Trust the earnest heart of Ajit to link the two. Media and Inhuman Development might have been a more truthful subject to ponder. But Ajit, one of the veterans of Indian journalism, still believes sufficiently in idealism to call the monthly journal of the institute, Grassroots. The roots of successful modern media are no longer in grass, but in the celebration of celebrities. The only grass that would-be celeb-journos are familiar with these days is the kind that is smoked in the undressing rooms of fashion shows. The only animal that roams through the pastures of modern media is big bucks. Since I don’t get the big bucks yet, I place my hat in the idealism corner. When, or if, the big bucks arrive I shall change sides. Here I am waiting to sell my soul, and there’s no one around to buy it. Or, more accurately, no one both sensible and independent. By gad, Sir!, I am willing to trade with Mephistopheles as much as any newspaper chockfull with ads, but the devil must keep some place in hell for the joy of freedom.

“Please book your flight early since there is a rush,” wrote Ajit Bhattacharjea in his invitation. The left eyebrow rose a cynical centimetre or two. A rush to Srinagar? Was this overdoing the PR? Or was the rush to Jammu, where the aircraft was scheduled to stop after Srinagar? We would see what we would see. I checked into my right-hand window seat, banished the evil of doubt, opened the book I had brought as travelling companion, and sank into the mind of Javed Miandad, another place where civil war has been raging since birth.

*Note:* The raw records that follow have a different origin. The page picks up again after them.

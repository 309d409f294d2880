//! Report entities owned by a workspace.
//!
//! A [`Report`] is an immutable-by-convention snapshot of one element of
//! the `GET groups/{id}/reports` response. Its identity is the
//! `(datasetId, id)` pair: two snapshots with the same pair are the same
//! report even when every other field drifted between fetches. Reports
//! are never patched in place — a re-fetch replaces the whole set.

use serde::Deserialize;
use std::fmt;
use std::hash::{Hash, Hasher};

/// A report as returned by the reports endpoint.
///
/// Field names use camelCase on the wire. Every non-key field is optional
/// with default-null semantics: an absent JSON key deserializes to `None`
/// rather than failing the fetch.
#[derive(Debug, Clone, Deserialize)]
#[serde(rename_all = "camelCase")]
pub struct Report {
    /// Report ID — half of the identity key.
    pub id: String,
    /// Backing semantic model ID — the other half of the identity key.
    #[serde(default)]
    pub dataset_id: Option<String>,
    /// App ID, present when the report is distributed through an app.
    #[serde(default)]
    pub app_id: Option<String>,
    /// Free-text description.
    #[serde(default)]
    pub description: Option<String>,
    /// Embed URL for hosting the report in an iframe.
    #[serde(default)]
    pub embed_url: Option<String>,
    /// Display name.
    #[serde(default)]
    pub name: Option<String>,
    /// For app-distributed copies, the workspace report they came from.
    #[serde(default)]
    pub original_report_id: Option<String>,
    /// `PowerBIReport` or `PaginatedReport`.
    #[serde(default)]
    pub report_type: Option<String>,
    /// Portal URL.
    #[serde(default)]
    pub web_url: Option<String>,
    /// Who last modified the report.
    #[serde(default)]
    pub modified_by: Option<String>,
    /// Who created the report.
    #[serde(default)]
    pub created_by: Option<String>,
    /// Owning workspace id. Not part of the wire payload; set when the
    /// workspace attaches the report after a fetch.
    #[serde(skip)]
    pub workspace_id: Option<String>,
}

impl Report {
    /// Tags the report with its owning workspace.
    pub(crate) fn owned_by(mut self, workspace_id: &str) -> Self {
        self.workspace_id = Some(workspace_id.to_string());
        self
    }
}

impl PartialEq for Report {
    fn eq(&self, other: &Self) -> bool {
        self.dataset_id == other.dataset_id && self.id == other.id
    }
}

impl Eq for Report {}

impl Hash for Report {
    fn hash<H: Hasher>(&self, state: &mut H) {
        self.dataset_id.hash(state);
        self.id.hash(state);
    }
}

impl fmt::Display for Report {
    fn fmt(&self, f: &mut fmt::Formatter<'_>) -> fmt::Result {
        write!(f, "{} ({})", self.name.as_deref().unwrap_or(""), self.id)
    }
}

How do you write a book with a knife instead of a pen? Very easily, if you have the mind and passions of Pakistan’s second-greatest cricketer, Javed Miandad. No wonder he called his autobiography Cutting Edge. He was not referring to cricket. He was describing what he intended to do to all the teammates who had played with him over a long career. Miandad has no time to hate the opposition; the rancour against his own side is all-consuming. His knife also has all the strokes in the cricket book: cut, slice, drive forward, sweep and of course the backward glance. Show Miandad a back and he won”t miss it with his knife, particularly if he knows that he is hitting an already sore spot.

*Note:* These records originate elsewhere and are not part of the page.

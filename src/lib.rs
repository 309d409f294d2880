//! Rust client library for the Power BI REST API workspace graph.
//!
//! Provides OAuth2 device-code authentication, an authenticated HTTP
//! client with timeout retry/backoff and status classification, and a
//! lazily materialized entity graph: workspaces containing reports,
//! semantic models, users and dashboards, plus organization-level apps.
//!
//! # Modules
//!
//! - [`auth`] — Device-code token provider with expiry tracking and
//!   unverified claim decoding.
//! - [`client`] — Retrying, classifying HTTP wrapper (`PbiClient`).
//! - [`error`] — Closed error taxonomy (`PbiError`).
//! - [`odata`] — `$filter/$top/$skip` query assembly and the
//!   `{"value": [...]}` collection envelope.
//! - [`service`] — Graph root: workspace and app listing.
//! - [`workspace`], [`report`], [`semantic_model`], [`user`],
//!   [`dashboard`], [`app`] — Entity kinds with identity-key equality.
//! - [`logging`] — Rolling file sink and log read-back.
//!
//! # Quick Start
//!
//! ```ignore
//! use pbi_beacon::client::ClientConfig;
//! use pbi_beacon::odata::ODataQuery;
//! use pbi_beacon::service::Service;
//!
//! let config = ClientConfig { client_id: "app-id".into(), ..Default::default() };
//! let mut service = Service::connect(config).await?;
//! service.get_workspaces(ODataQuery::default()).await?;
//! for workspace in &service.workspaces {
//!     println!("{workspace}");
//! }
//! ```

#![warn(missing_docs)]

pub mod app;
pub mod auth;
pub mod client;
pub mod dashboard;
pub mod error;
pub mod logging;
pub mod odata;
pub mod report;
pub mod semantic_model;
pub mod service;
pub mod user;
pub mod workspace;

The darkest day in Pakistan’s cricket history was surely the day the team lost to India in Bangalore during the World Cup in March 1996, not because Pakistan lost to India but because it lost a match it could easily have won and marched to a successive Cup trophy on the momentum. That loss has fueled allegations of bribery that smolder till today. Miandad is sanguine about the result, clearly because he believes that his team deserved to lose since he had not been made captain. He says as much: “Aamir Sohail was made the substitute captain in Akram’s place when in fact I should have been asked.” Aamir Sohail stood in for an injured Wasim Akram. Even though Akram had told Miandad on the morning of the game that even painkillers were not helping, Miandad strews his copy with poisonous suspicion. “Even as the time for the toss approached, we still thought Akram would be captain.” Why, when he had no reason to think so. Then the knife twists a little. “Imran was at the ground and I noticed Akram chatting with him, though I have no idea what they talked about.” Of course you don’t. But before you darken the page with insinuation, Javedbhai, just pick up the phone and ask. Both the players named have been your colleagues for decades. They would have taken your call. When Miandad reaches Lahore to watch the Sri Lanka-Australia final on March 17, he is a smug wounded hero, rather than senior player of an embarrassed side: “I had nothing to hide and nothing to fear. The other members of our team apparently saw it differently. They stayed away from the public eye and slunk away to different parts of the country. A rumor started that Wasim Akram had been bribed by the bookies to miss the quarter final.” Ah. I am not sure, you see, I just heard that these guys were crooks who had sold their country. “I had no personal knowledge of this and as far as I could tell it was just a rumor.” So why lay such vicious stress on it, except to malign Wasim and implicate Imran without any evidence?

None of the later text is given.